Les simulants, une version futuriste de Lazare de Béthanie ?
Dans le titre, le résumé et de nombreuses fois dans le roman, Conrad Harris est surnommé “Lazare”, qui fait référence au personnage de Lazare de Béthanie, dans l’Evangile, connu grâce à sa résurrection qu’il doit à Jésus. Par cette référence lointaine, il faut comprendre que le capitaine Harris revient irrémédiablement à la vie à la fin de chaque mission, même les plus désespérées ; ou plutôt “ressuscite” à la fin de celles-ci étant donné qu’elles se soldent presque toutes par la mort. En réalité, toute l’équipe SimOps devrait être surnommée Lazare car le principe des simulants est de pouvoir mourir sans risque lors des missions militaires, puisque le corps des soldats reste à la base militaire pendant que leur esprit prennent possession de corps aux capacités exceptionnelles, corps qui partent eux en guerre. Si ces simulants se retrouvent détruits dans la bataille, les soldats s’en sortent bien au chaud car ils se trouvent en réalité à la base.

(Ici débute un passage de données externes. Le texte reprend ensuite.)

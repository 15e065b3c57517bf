//! Player commands and the input gate.

use crate::config::EngineConfig;
use crate::world::{Vec2, World};

/// Player commands staged by the host for one fixed step.
///
/// `move_dir` is the held direction from the host's key state, normalized by
/// the host; zero means no movement. `interact` is a press, not a hold: the
/// runtime latches it until a fixed step consumes it.
#[derive(Clone, Copy, Debug, Default, PartialEq)]
pub struct FrameInput {
    pub move_dir: Vec2,
    pub interact: bool,
}

impl FrameInput {
    pub fn none() -> Self {
        Self::default()
    }

    pub fn moving(dir: Vec2) -> Self {
        Self {
            move_dir: dir,
            interact: false,
        }
    }

    pub fn pressing_interact() -> Self {
        Self {
            move_dir: Vec2::ZERO,
            interact: true,
        }
    }
}

/// Applies held movement while input is unlocked.
///
/// Collision and animation are the embedding game's business; this system
/// owns only the gate and the walk itself.
pub struct PlayerSystem;

impl PlayerSystem {
    pub fn update(world: &mut World, input: FrameInput, config: &EngineConfig, dt: f32) {
        if world.input_locked {
            return;
        }
        if input.move_dir == Vec2::ZERO {
            return;
        }
        world.player.position =
            world.player.position + input.move_dir * (config.player_speed * dt);
    }
}
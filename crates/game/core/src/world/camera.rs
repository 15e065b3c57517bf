//! Script-driven camera: player follow and eased pans.

use super::Vec2;

/// What the camera is doing.
#[derive(Clone, Copy, Debug, PartialEq)]
pub enum CameraMode {
    /// Track the player every step.
    Follow,
    /// Eased pan from `from` to `to`; holds at `to` once `elapsed` reaches
    /// `seconds`, until a script reattaches the camera.
    Pan {
        from: Vec2,
        to: Vec2,
        seconds: f32,
        elapsed: f32,
    },
}

/// The single stage camera.
///
/// Scripts own mode changes; while a script is running nothing else should
/// redirect the camera. The pan curve is quadratic ease-in-out, matching the
/// editor's preview.
#[derive(Clone, Copy, Debug, PartialEq)]
pub struct Camera {
    pub position: Vec2,
    mode: CameraMode,
}

impl Default for Camera {
    fn default() -> Self {
        Self {
            position: Vec2::ZERO,
            mode: CameraMode::Follow,
        }
    }
}

impl Camera {
    pub fn new(position: Vec2) -> Self {
        Self {
            position,
            mode: CameraMode::Follow,
        }
    }

    pub fn mode(&self) -> CameraMode {
        self.mode
    }

    pub fn is_following(&self) -> bool {
        matches!(self.mode, CameraMode::Follow)
    }

    pub fn is_panning(&self) -> bool {
        matches!(self.mode, CameraMode::Pan { .. })
    }

    /// Detaches from the player and starts an eased pan from the current
    /// position. Non-positive durations snap straight to the destination.
    pub fn pan_to(&mut self, to: Vec2, seconds: f32) {
        if seconds <= 0.0 {
            self.position = to;
            self.mode = CameraMode::Pan {
                from: to,
                to,
                seconds: 0.0,
                elapsed: 0.0,
            };
            return;
        }
        self.mode = CameraMode::Pan {
            from: self.position,
            to,
            seconds,
            elapsed: 0.0,
        };
    }

    /// Reattaches to the player.
    pub fn follow(&mut self) {
        self.mode = CameraMode::Follow;
    }

    /// One fixed step. Follow snaps to the player; a pan advances its tween
    /// and parks at the destination.
    pub fn update(&mut self, dt: f32, player: Vec2) {
        match &mut self.mode {
            CameraMode::Follow => self.position = player,
            CameraMode::Pan {
                from,
                to,
                seconds,
                elapsed,
            } => {
                if *seconds > 0.0 {
                    *elapsed = (*elapsed + dt).min(*seconds);
                    let t = *elapsed / *seconds;
                    self.position = from.lerp(*to, ease_in_out(t));
                } else {
                    self.position = *to;
                }
            }
        }
    }
}

/// Quadratic ease-in-out over `t` in `[0, 1]`.
fn ease_in_out(t: f32) -> f32 {
    if t < 0.5 {
        2.0 * t * t
    } else {
        1.0 - (-2.0 * t + 2.0).powi(2) / 2.0
    }
}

Cependant, il est souvent considéré que la résurrection du Lazare évangélique s'interprète comme une première étape vers la mort. Nous retrouvons ce phénomène dans L’Artefact, mis en avant notamment lors des monologues internes de Conrad Harris quand il se rend compte qu’il devient accro au passage entre la vie et la mort produit par les simulants et qu’il en oublie de vivre dans la réalité. Une problématique qui peut s’adapter à plein de situations, notamment de nos jours… Mais d’un point de vue plus scénaristique, cet espèce de cheat code amène le gros défaut d’une absence de tension dramatique lorsque les personnages se retrouvent dans leur simulant. En effet, s’ils n’ont plus peur de la mort et qu’ils deviennent des humains surdéveloppés, pourquoi craindre qu’il leur arrive quelque chose ? Cette faiblesse est malheureusement inhérente au concept de base de ce space opéra.
Que vaut réellement l’intrigue et la mission Clef-de-voûte ?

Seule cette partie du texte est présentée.